In CF patients, there’s a defect in the CFTR gene, which acts like a channel on the surface of cells that produce mucous, sweat, sweat, saliva, tears and digestive enzymes. These channels open and close to let salt and water move in and out of cells.
When the gene isn’t functioning normally, water in tissues doesn’t flow freely and mucous builds up in the lungs, pancreas and other organs, which leads to respiratory and digestive problems.
Breakthroughs in CF treatment
Kalydeco helps open the gates of the channel in the CF protein, increasing the balance of salt and water in the organs.
Christine Singh, a nurse practitioner with Akron Children’s Adult CF Clinic, has worked with patients since before the Kalydeco trial began in 2012. She has witnessed improved lung functions, nutrition, as well as fewer respiratory infections and hospital stays.
“I think Kalydeco has been a game-changer for these patients,” said Christine. “We now have 13 patients on the drug who have been taking it for 3 to 4 years and have a better preservation of their lung function with no major side effects.”
The best outcomes, according to Christine, has been seeing her adult patients avoid losing 1 percent of their lung function yearly and the increased hope for patients who start the drug at a younger age.
Christine points to another molecular drug, Orkambi, which was also part of a research trial at Akron Children’s. It is currently used by 22 patients, 12 years and older.
Orkambi targets patients with the more common CF mutation delta F508. With this drug, patients have experienced improvements in nutrition and disease stabilization, but not in lung function and respiratory issues.
Although these drugs aren’t a cure for CF, they have dramatically changed how we treat the disease.
“It needs to be in people’s minds that we are on the success train with CF research into these drugs,” said Dr. Titus Sheers, director of the Adult CF Clinic at Akron Children’s Hospital. “I now follow 2 CF patients in their 60s, and that’s one of the things that keeps me excited about the field.”
Right time, right place
Kalydeco came along at the right time for Melissa Rich. As she turned 18, her respiratory problems increased despite following her multiple therapy regimens. She was hospitalized 4 times in a year and had to go on steroids. As a result, she also gained 60 pounds.

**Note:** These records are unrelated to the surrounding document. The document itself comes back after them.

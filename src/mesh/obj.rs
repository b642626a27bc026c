//! Wavefront OBJ frame loading.

use std::io::BufReader;
use std::path::Path;

use glam::{Vec2, Vec3};
use tracing::{debug, warn};

use super::{Corner, RawFrameMesh};
use crate::util::{BBox3d, Error, Result};

fn load_options() -> tobj::LoadOptions {
    tobj::LoadOptions {
        single_index: false,
        triangulate: true,
        ignore_points: true,
        ignore_lines: true,
        ..Default::default()
    }
}

/// Load one frame file. The file must hold exactly one shape.
///
/// A missing or broken material library is only a warning: faces then
/// carry no material id. Bounds cover every `v` record in the file, so
/// positions no face references still count.
pub fn load_frame(path: &Path) -> Result<RawFrameMesh> {
    let load_error = |message: String| Error::MeshLoad {
        path: path.to_path_buf(),
        message,
    };
    let text = std::fs::read_to_string(path).map_err(|e| load_error(e.to_string()))?;

    let base = path.parent().unwrap_or_else(|| Path::new(""));
    let mut reader = BufReader::new(text.as_bytes());
    let (models, materials) = tobj::load_obj_buf(&mut reader, &load_options(), |mtl| tobj::load_mtl(base.join(mtl)))
        .map_err(|e| load_error(e.to_string()))?;

    match materials {
        Ok(materials) => debug!(path = %path.display(), materials = materials.len(), "material library loaded"),
        Err(e) => warn!(path = %path.display(), error = %e, "material library could not be loaded"),
    }

    let mut frame = mesh_from_models(path, models)?;
    frame.source_bounds.expand_by_box(&scan_position_bounds(&text));
    Ok(frame)
}

/// Bounds of every `v` record, whether or not a face references it.
fn scan_position_bounds(text: &str) -> BBox3d {
    let mut bounds = BBox3d::EMPTY;
    for line in text.lines() {
        let mut words = line.split_whitespace();
        if words.next() != Some("v") {
            continue;
        }
        let mut xyz = words.map(|w| w.parse::<f32>());
        if let (Some(Ok(x)), Some(Ok(y)), Some(Ok(z))) = (xyz.next(), xyz.next(), xyz.next()) {
            bounds.expand_by_point(Vec3::new(x, y, z).as_dvec3());
        }
    }
    bounds
}

/// Merge parser models into one frame mesh.
///
/// The parser starts a new model whenever the active material changes,
/// so models sharing a name are pieces of one shape. Distinct names are
/// distinct shapes.
pub fn mesh_from_models(path: &Path, models: Vec<tobj::Model>) -> Result<RawFrameMesh> {
    let mut names: Vec<&str> = Vec::new();
    for model in &models {
        if !names.contains(&model.name.as_str()) {
            names.push(&model.name);
        }
    }
    match names.len() {
        0 => return Err(Error::NoMesh(path.to_path_buf())),
        1 => {}
        count => {
            return Err(Error::MultipleMeshes {
                path: path.to_path_buf(),
                count,
            })
        }
    }

    let mut frame = RawFrameMesh::default();
    for model in &models {
        append_model(path, &mut frame, &model.mesh)?;
    }
    frame.validate()?;
    frame.source_bounds = BBox3d::from_points(&frame.positions);

    debug!(
        path = %path.display(),
        pieces = models.len(),
        positions = frame.positions.len(),
        faces = frame.num_faces(),
        "frame loaded"
    );
    Ok(frame)
}

fn append_model(path: &Path, frame: &mut RawFrameMesh, mesh: &tobj::Mesh) -> Result<()> {
    let malformed = |message: String| Error::MeshLoad {
        path: path.to_path_buf(),
        message,
    };

    let corner_count = mesh.indices.len();
    if mesh.normal_indices.is_empty() && corner_count > 0 {
        return Err(Error::MissingAttribute {
            path: path.to_path_buf(),
            attribute: "normal",
        });
    }
    if mesh.normal_indices.len() != corner_count {
        return Err(malformed(format!(
            "{} normal indices for {} corners",
            mesh.normal_indices.len(),
            corner_count
        )));
    }
    let has_texcoords = !mesh.texcoord_indices.is_empty();
    if has_texcoords && mesh.texcoord_indices.len() != corner_count {
        return Err(malformed(format!(
            "{} texcoord indices for {} corners",
            mesh.texcoord_indices.len(),
            corner_count
        )));
    }

    let counts: Vec<u32> = if mesh.face_arities.is_empty() {
        if corner_count % 3 != 0 {
            return Err(malformed(format!("{} corners do not form triangles", corner_count)));
        }
        vec![3; corner_count / 3]
    } else {
        mesh.face_arities.clone()
    };

    let position_base = frame.positions.len() as u32;
    let normal_base = frame.normals.len() as u32;
    let texcoord_base = frame.texcoords.len() as u32;

    frame
        .positions
        .extend(mesh.positions.chunks_exact(3).map(|p| Vec3::new(p[0], p[1], p[2])));
    frame
        .normals
        .extend(mesh.normals.chunks_exact(3).map(|n| Vec3::new(n[0], n[1], n[2])));
    frame
        .texcoords
        .extend(mesh.texcoords.chunks_exact(2).map(|t| Vec2::new(t[0], t[1])));

    for (i, (&position, &normal)) in mesh.indices.iter().zip(&mesh.normal_indices).enumerate() {
        frame.corners.push(Corner {
            position: position_base + position,
            normal: normal_base + normal,
            texcoord: has_texcoords.then(|| texcoord_base + mesh.texcoord_indices[i]),
        });
    }

    let material = mesh.material_id.map(|m| m as u32);
    frame.material_ids.extend(std::iter::repeat(material).take(counts.len()));
    frame.face_vertex_counts.extend(counts);
    Ok(())
}
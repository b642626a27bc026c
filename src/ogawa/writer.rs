//! Ogawa archive encoder.
//!
//! Encodes an object tree, the archive metadata and the time sampling
//! table into the Ogawa layout: a header, then data blocks and groups
//! written bottom-up, then the root group whose position is patched
//! into the header last.
//!
//! Every sample payload is keyed by its MurmurHash3 digest. Identical
//! payloads are stored once and referenced from every property that
//! uses them, and a property whose value stops changing stores only
//! the samples up to its last change.

use std::collections::HashMap;

use spooky_hash::SpookyHash;
use tracing::debug;

use super::format::*;
use super::stream::OStream;
use super::write_util::*;
use crate::core::{MetaData, TimeSampling};
use crate::util::{DataType, PlainOldDataType, Result};
use crate::writer::{OObject, OProperty, OPropertyData};

static IDENTITY: TimeSampling = TimeSampling::IDENTITY;

/// Result of encoding an archive.
pub struct EncodedArchive {
    /// The complete file contents.
    pub bytes: Vec<u8>,
    /// Largest stored sample count per time sampling.
    pub max_samples: Vec<u32>,
}

/// Encode a complete archive.
pub fn encode_archive(
    root: &OObject,
    archive_metadata: &MetaData,
    time_samplings: &[TimeSampling],
) -> Result<EncodedArchive> {
    let mut writer = OgawaWriter::new(time_samplings)?;

    let version_pos = writer.write_data(&OGAWA_FILE_VERSION.to_le_bytes())?;
    let library_version_pos = writer.write_data(&ALEMBIC_LIBRARY_VERSION.to_le_bytes())?;
    let (root_pos, _) = writer.write_object(root)?;

    let mut archive_meta = archive_metadata.clone();
    if archive_meta.get("_ai_AlembicVersion").is_none() {
        archive_meta.set("_ai_AlembicVersion", format_alembic_version(ALEMBIC_LIBRARY_VERSION));
    }
    let archive_meta_pos = writer.write_data(archive_meta.serialize().as_bytes())?;

    let ts_data = writer.serialize_time_samplings();
    let ts_pos = writer.write_data(&ts_data)?;

    let idx_meta_data = writer.serialize_indexed_metadata();
    let idx_meta_pos = writer.write_data(&idx_meta_data)?;

    let root_children = [
        make_data_offset(version_pos),
        make_data_offset(library_version_pos),
        make_group_offset(root_pos),
        make_data_offset(archive_meta_pos),
        make_data_offset(ts_pos),
        make_data_offset(idx_meta_pos),
    ];
    let group_pos = writer.write_group(&root_children)?;

    debug!(
        size = writer.stream.pos(),
        deduplicated = writer.dedup_count,
        indexed_metadata = writer.indexed_metadata.len(),
        "archive encoded"
    );
    writer.finish(group_pos)
}

/// Identity of a stored payload.
#[derive(Clone, Copy, PartialEq, Eq, Hash)]
struct ContentKey {
    digest: [u8; 16],
    size: usize,
    pod: u8,
}

/// Samples of one property after they were written.
struct PropertyState {
    children: Vec<u64>,
    sample_hash: Option<(u64, u64)>,
    first_changed: u32,
    last_changed: u32,
    homogenous: bool,
    scalar_like: bool,
}

impl Default for PropertyState {
    fn default() -> Self {
        Self {
            children: Vec::new(),
            sample_hash: None,
            first_changed: 0,
            last_changed: 0,
            homogenous: true,
            scalar_like: true,
        }
    }
}

/// Child headers an object group carries after its properties.
struct ObjectHeadersContext<'a> {
    children: &'a [OObject],
    child_hash: (u64, u64),
}

struct WrittenProperties {
    pos: u64,
    data_hash: (u64, u64),
    object_headers_pos: u64,
    prop_hashes: Vec<u64>,
}

struct OgawaWriter<'a> {
    stream: OStream,
    time_samplings: &'a [TimeSampling],
    max_samples: Vec<u32>,
    /// Serialized metadata; entry 0 is the empty string.
    indexed_metadata: Vec<String>,
    metadata_map: HashMap<String, u8>,
    dedup_map: HashMap<ContentKey, u64>,
    dedup_count: usize,
}
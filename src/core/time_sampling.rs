//! Time sampling types.
//!
//! Archive properties are sampled over time. The TimeSampling struct
//! describes when each sample was recorded.

use serde::{Deserialize, Serialize};

use crate::util::Chrono;

/// Type of time sampling.
#[derive(Clone, Debug, Default, PartialEq, Serialize, Deserialize)]
#[serde(tag = "type", rename_all = "lowercase")]
pub enum TimeSamplingType {
    /// Single static sample at time 0 (identity sampling).
    #[default]
    Identity,

    /// Acyclic sampling: explicit time for each sample, no wrap-around
    /// from the last sample back to the first.
    Acyclic {
        times: Vec<Chrono>,
    },
}

/// Time sampling information for a property.
#[derive(Clone, Debug, Default, PartialEq, Serialize, Deserialize)]
#[serde(transparent)]
pub struct TimeSampling {
    /// The type of sampling.
    pub sampling_type: TimeSamplingType,
}

impl TimeSampling {
    /// Identity time sampling (single sample at time 0).
    pub const IDENTITY: Self = Self {
        sampling_type: TimeSamplingType::Identity,
    };

    /// Create acyclic time sampling from explicit times.
    pub fn acyclic(times: Vec<Chrono>) -> Self {
        Self {
            sampling_type: TimeSamplingType::Acyclic { times },
        }
    }

    /// Check if this is identity (static) sampling.
    #[inline]
    pub fn is_identity(&self) -> bool {
        matches!(self.sampling_type, TimeSamplingType::Identity)
    }

    /// Check if this is acyclic sampling.
    #[inline]
    pub fn is_acyclic(&self) -> bool {
        matches!(self.sampling_type, TimeSamplingType::Acyclic { .. })
    }

    /// Explicitly stored sample times (empty for identity).
    pub fn stored_times(&self) -> &[Chrono] {
        match &self.sampling_type {
            TimeSamplingType::Identity => &[],
            TimeSamplingType::Acyclic { times } => times,
        }
    }

    /// Number of explicitly stored times.
    pub fn num_stored_times(&self) -> usize {
        match &self.sampling_type {
            TimeSamplingType::Identity => 1,
            TimeSamplingType::Acyclic { times } => times.len(),
        }
    }

    /// Get the time for a specific sample index.
    ///
    /// Acyclic sampling has no extrapolation: indices past the last
    /// stored time clamp to it.
    pub fn sample_time(&self, index: usize) -> Chrono {
        match &self.sampling_type {
            TimeSamplingType::Identity => 0.0,
            TimeSamplingType::Acyclic { times } => times
                .get(index)
                .or_else(|| times.last())
                .copied()
                .unwrap_or(0.0),
        }
    }

    /// Check whether two samplings describe the same sample times.
    pub fn is_equivalent(&self, other: &Self) -> bool {
        self.sampling_type == other.sampling_type
    }
}

#[cfg(test)]
mod tests {
    use super::*;

    #[test]
    fn test_acyclic_sampling() {
        let ts = TimeSampling::acyclic(vec![0.0, 0.5, 1.0, 2.0]);

        assert!(ts.is_acyclic());
        assert_eq!(ts.num_stored_times(), 4);
        assert_eq!(ts.sample_time(0), 0.0);
        assert_eq!(ts.sample_time(1), 0.5);
        assert_eq!(ts.sample_time(3), 2.0);
        assert_eq!(ts.sample_time(9), 2.0);
    }

    #[test]
    fn test_identity_sampling() {
        let ts = TimeSampling::default();
        assert!(ts.is_identity());
        assert_eq!(ts.sample_time(5), 0.0);
        assert!(ts.stored_times().is_empty());
    }

    #[test]
    fn test_equivalence() {
        let a = TimeSampling::acyclic(vec![0.0, 0.5]);
        let b = TimeSampling::acyclic(vec![0.0, 0.5]);
        let c = TimeSampling::acyclic(vec![0.0, 0.25]);
        assert!(a.is_equivalent(&b));
        assert!(!a.is_equivalent(&c));
        assert!(!a.is_equivalent(&TimeSampling::IDENTITY));
    }

    #[test]
    fn test_serde_shape() {
        let ts = TimeSampling::acyclic(vec![0.0, 0.5]);
        let json = serde_json::to_string(&ts).unwrap();
        assert_eq!(json, r#"{"type":"acyclic","times":[0.0,0.5]}"#);
        let back: TimeSampling = serde_json::from_str(&json).unwrap();
        assert_eq!(back, ts);
    }
}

Since taking Kalydeco, Melissa has only been hospitalized once, has lost the weight, married, and had her daughter, Gabriella, in January 2016. She hasn’t experienced any side effects with the drug.
“It was a bad time before my life changed,” said Melissa. “I didn’t know what it meant to maintain a healthy status before Kalydeco. I’m so glad to be out of trouble with this disease. I just hope more drugs are developed for my friends with CF.”
Melissa maintained a healthy pregnancy while keeping up with a multitude of therapies including aerosol treatments, a vibrating therapy vest, bronchodilator treatments and digestive enzymes. She has happily added breastfeeding and caring for an 8 month old to that list.
According to Dr. Sheers, Melissa epitomizes his hope for the ongoing fight in winning the war against this relentless disease, which affects 70,000 people worldwide.
He points to the fact that Vertex, the company that produces Kalydeco and Orkambi, is partnering with the Cystic Fibrosis Foundation and several research groups to target more CF mutations more effectively.
“We are helping CF patients to live not in spite of, but despite this disease,” said Dr. Sheers.